Irish provinces under pressure to deliver in revamped PRO14
Settled squad best placed of Irish provinces to succeed
The long road to the PRO14 final in Dublin next summer begins this weekend and the winners will clock up more mileage than ever before.
With the prospect of 20,000-mile round trips to the new South African franchises within a clunky conference system, much uncertainty attends European rugby's poor relation as it begins its latest attempt to ratchet up credibility and commercial gains.
Uncertainty reigns, too, amidst so many of the leading contenders, not to mention the bottom feeders who have failed to contribute to the league in recent seasons, with many coaches coming and going, or else dithering about when they may eventually leave.
Some familiar precepts will hold true however.
The season-long clamour for the play-off spots will inevitably sort wheat from so much chaff; the greatest intrigue will be in seeing if the South African Cheetahs can justify some optimistic noises that they can bring more than just a few Rand to the table.
The PRO14 needed their input for commercial reasons and they will hope that investment is matched on the field also; the competition is already lopsided enough and an expansion that leads to contraction could be fatally damaging to its image.
While league chiefs trumpet their fair play and try-scoring statistics, chiefly due to the absence of relegation, the regular disappearance of marquee names for high-profile fixtures - particularly festive Irish derbies - continues to undermine.
For many within the sport, never mind the occasional onlookers from beyond whose hearts and minds organisers hope to capture, interest in the caviar of European and Six Nations is a far tastier prospect than the often dreary bread and butter of weekly league combat.

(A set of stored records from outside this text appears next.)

//! Guess selection strategies
//!
//! Defines the Strategy trait and concrete implementations.

use super::CandidateSet;
use crate::core::Code;

/// A strategy for picking the next guess once the candidates have been filtered
pub trait Strategy {
    /// Select the next guess given the remaining candidates
    ///
    /// Returns `None` if no guess can be made.
    fn select_guess(&self, candidates: &CandidateSet) -> Option<Code>;
}

/// Enum wrapper for all strategy types
///
/// Allows runtime selection of strategy while maintaining static dispatch.
#[derive(Debug, Clone, PartialEq, Eq)]
pub enum StrategyType {
    /// Lowest consistent candidate (default)
    Consistent(ConsistentStrategy),
    /// Worst-case minimisation over all codes
    Minimax(MinimaxStrategy),
}

impl Strategy for StrategyType {
    fn select_guess(&self, candidates: &CandidateSet) -> Option<Code> {
        match self {
            Self::Consistent(s) => s.select_guess(candidates),
            Self::Minimax(s) => s.select_guess(candidates),
        }
    }
}

impl StrategyType {
    /// Create strategy from name string
    ///
    /// Supported names: "consistent", "minimax", "knuth".
    /// Defaults to consistent if name is unrecognized.
    #[must_use]
    pub fn from_name(name: &str) -> Self {
        match name {
            "minimax" | "knuth" => Self::Minimax(MinimaxStrategy::new()),
            _ => Self::Consistent(ConsistentStrategy),
        }
    }

    /// Name used on the command line
    #[must_use]
    pub const fn name(&self) -> &'static str {
        match self {
            Self::Consistent(_) => "consistent",
            Self::Minimax(_) => "minimax",
        }
    }
}

impl Default for StrategyType {
    fn default() -> Self {
        Self::Consistent(ConsistentStrategy)
    }
}

/// Guess the first remaining candidate in ascending order
///
/// This is the greedy simplification of Knuth's algorithm: it never searches
/// for the guess with the best worst case.
#[derive(Debug, Clone, Copy, Default, PartialEq, Eq)]
pub struct ConsistentStrategy;

impl Strategy for ConsistentStrategy {
    fn select_guess(&self, candidates: &CandidateSet) -> Option<Code> {
        candidates.first()
    }
}

/// Pure minimax strategy
///
/// Selects the code (from the whole code space) that minimizes the
/// worst-case number of remaining candidates.
#[derive(Debug, Clone, PartialEq, Eq)]
pub struct MinimaxStrategy {
    guess_pool: Vec<Code>,
}

impl MinimaxStrategy {
    /// Create a minimax strategy searching all 1296 codes
    #[must_use]
    pub fn new() -> Self {
        Self {
            guess_pool: Code::all().collect(),
        }
    }
}

impl Default for MinimaxStrategy {
    fn default() -> Self {
        Self::new()
    }
}

impl Strategy for MinimaxStrategy {
    fn select_guess(&self, candidates: &CandidateSet) -> Option<Code> {
        match candidates.len() {
            0 => None,
            1 => candidates.first(),
            _ => super::minimax::select_best_guess(&self.guess_pool, candidates)
                .map(|(best, _)| best),
        }
    }
}
//! Core domain types for Mastermind
//!
//! This module contains the code value type and feedback scoring.
//! All types here are pure, testable, and have clear mathematical properties.

mod code;
mod score;

pub use code::{CODE_COUNT, CODE_LENGTH, Code, CodeError, MAX_DIGIT, MIN_DIGIT};
pub use score::Score;
//! Turn loop for a single game

use super::{GameError, Player, Role, TurnContext};
use crate::core::{Code, Score};
use colored::Colorize;
use log::{debug, info};
use std::io::Write;

/// Settings for a single game
#[derive(Debug, Clone, Copy, PartialEq, Eq)]
pub struct GameConfig {
    pub max_guesses: u32,
}

impl GameConfig {
    /// Guess budget of a standard game
    pub const DEFAULT_MAX_GUESSES: u32 = 12;
}

impl Default for GameConfig {
    fn default() -> Self {
        Self {
            max_guesses: Self::DEFAULT_MAX_GUESSES,
        }
    }
}

/// Result of a finished game
#[derive(Debug, Clone, PartialEq, Eq)]
pub struct GameOutcome {
    pub secret: Code,
    pub winner: Role,
    pub history: Vec<(Code, Score)>,
}

impl GameOutcome {
    /// Number of guesses the code-breaker used
    #[must_use]
    pub fn guesses_used(&self) -> usize {
        self.history.len()
    }
}

/// A game between a code-maker and a code-breaker
pub struct Game<'a, W: Write> {
    code_maker: &'a mut dyn Player,
    code_breaker: &'a mut dyn Player,
    output: W,
    config: GameConfig,
}

impl<'a, W: Write> Game<'a, W> {
    /// Set up a game that reports to `output`
    pub fn new(
        code_maker: &'a mut dyn Player,
        code_breaker: &'a mut dyn Player,
        output: W,
        config: GameConfig,
    ) -> Self {
        Self {
            code_maker,
            code_breaker,
            output,
            config,
        }
    }

    /// Play the game to completion
    ///
    /// The code-maker picks a secret, then the code-breaker guesses until it
    /// matches the secret or runs out of guesses. Either ending is a normal
    /// outcome.
    ///
    /// # Errors
    /// Returns `GameError` if a player fails, a guess is not a valid code, or
    /// the output cannot be written.
    pub fn play(mut self) -> Result<GameOutcome, GameError> {
        let secret = self.code_maker.pick_code()?;
        debug!("secret picked by {}", self.code_maker.name());

        self.show_intro()?;

        let mut remaining_guesses = self.config.max_guesses;
        let mut result: Option<Score> = None;
        let mut history = Vec::new();

        while !result.is_some_and(Score::is_exact_match) && remaining_guesses > 0 {
            writeln!(
                self.output,
                "You have {remaining_guesses} guess(es) remaining."
            )?;

            let turn = TurnContext {
                remaining_guesses,
                last_score: result,
            };
            let digits = self.code_breaker.guess_code(&turn)?;
            let score = secret.score(&digits)?;
            let guess = Code::new(&digits)?;

            info!("guess {guess} scored {score}");
            history.push((guess, score));
            result = Some(score);
            remaining_guesses -= 1;

            self.show_guess_feedback(&guess, score)?;
        }

        let winner = if result.is_some_and(Score::is_exact_match) {
            Role::CodeBreaker
        } else {
            Role::CodeMaker
        };
        self.show_end(&secret, winner)?;

        Ok(GameOutcome {
            secret,
            winner,
            history,
        })
    }

    fn show_intro(&mut self) -> Result<(), GameError> {
        writeln!(self.output, "{}\n", "Mastermind".bright_cyan().bold())?;
        writeln!(
            self.output,
            "The code-maker has created a code for you to crack."
        )?;
        writeln!(self.output, "There are 4 positions in the code.")?;
        writeln!(
            self.output,
            "Each position contains a digit between 1 and 6 inclusive.\n"
        )?;
        Ok(())
    }

    fn show_guess_feedback(&mut self, guess: &Code, score: Score) -> Result<(), GameError> {
        writeln!(
            self.output,
            "\n{} guesses: {}",
            self.code_breaker.name(),
            guess.to_string().bold()
        )?;
        writeln!(self.output, "The guess contains:")?;
        writeln!(
            self.output,
            "{} correct digit(s).",
            score.exact_matches()
        )?;
        writeln!(
            self.output,
            "{} digit(s) in the incorrect position.\n",
            score.partial_matches()
        )?;
        Ok(())
    }

    fn show_end(&mut self, secret: &Code, winner: Role) -> Result<(), GameError> {
        match winner {
            Role::CodeBreaker => {
                writeln!(self.output, "{}", "Code broken!".green().bold())?;
                writeln!(self.output, "The code-breaker wins!")?;
            }
            Role::CodeMaker => {
                writeln!(self.output, "{}", "Game over!".red().bold())?;
                writeln!(self.output, "The code was {secret}.")?;
                writeln!(self.output, "The code-maker wins!")?;
            }
        }
        Ok(())
    }
}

The last three seasons have demonstrated two incontrovertible truths; teams playing expansive rugby will profit once the hard ground returns in the spring following the winter slog.
And, as Glasgow, Connacht and Scarlets demonstrated, their title successes were back-boned by patient adherence to a long-term strategy in terms of playing style, coaching stability and clever recruitment.
Leinster possess all these qualities and after three win-less seasons, there is an impatience within the capital that they finally justify their status as a big club by actually annexing some silverware.
There are question marks about their Irish rivals with Connacht bedding a new coach, Ulster shifting the coaching chairs for the umpteenth time while Munster, last season's leading domestic lights, seem to have little idea who will be their main man next week, never mind next December.
Along with Ulster, Munster and Connacht, there are new exciting coaching appointments at both Scottish and Italian clubs.
Peripheral Irish interest alights upon Michael Bradley pitching up at Zebre while Bernard Jackman helms Dragons; both will focus on winning hearts and minds as winning games will be difficult.
The big hitters need to produce a definitive statement of intent this season after slipping up at vital stages of both domestic and European competition last term, when an incoherent game-plan scuppered title chances.
A huge hole in midfield must be filled early on in the piece and the absence of a raft of injured and unavailable internationals, added to an unwieldy double-header in South Africa, will test their early season resolve.
The turmoil that has enveloped them this summer is nothing compared to the tragedy that afflicted them last season; Munster showed then they could overcome unimaginable obstacles so they are intimate with the mental pressures that will exist.
The coaching conundrum is a mess, not all of their departing coach's making and Felix Jones will be keen to impress in the early weeks as Munster cast their lonely eyes globally for someone they may feel is better than him.
The longer Rassie Erasmus stays on, the less likely it seems Munster can escape from his shadow and move on. They will need to develop their game-plan to overcome the final hurdles that tripped them up last campaign and recruitment suggests they are intent on doing so, so they really need to hit the ground running.
The perennial under-achievers will test the resolve of their fanatical fan base should they come up short once again, after Les Kiss finally shifted out the coaches he didn't need.
Jono Gibbes will add steel to their pack and Marcell Coetzee's fitness may help their often under-powered eight to provide the ballast for a thrilling back-line; but two of their number are absent for an indeterminate time, causing more uncertainty.
Ulster's now 11-year trophy drought is a blight on an otherwise successful decade for Irish rugby and, yet again, heads will roll if they don't make a decent fist of this season.
Connacht's title defence was undermined by injury last term and the saga of Pat Lam's departure which, it now seems, had led his side to become robotic in their approach.
Kieran Keane will be a hard task master and, while tinkering with their approach, he will demand that this squad regain the standards that slipped far too often last campaign.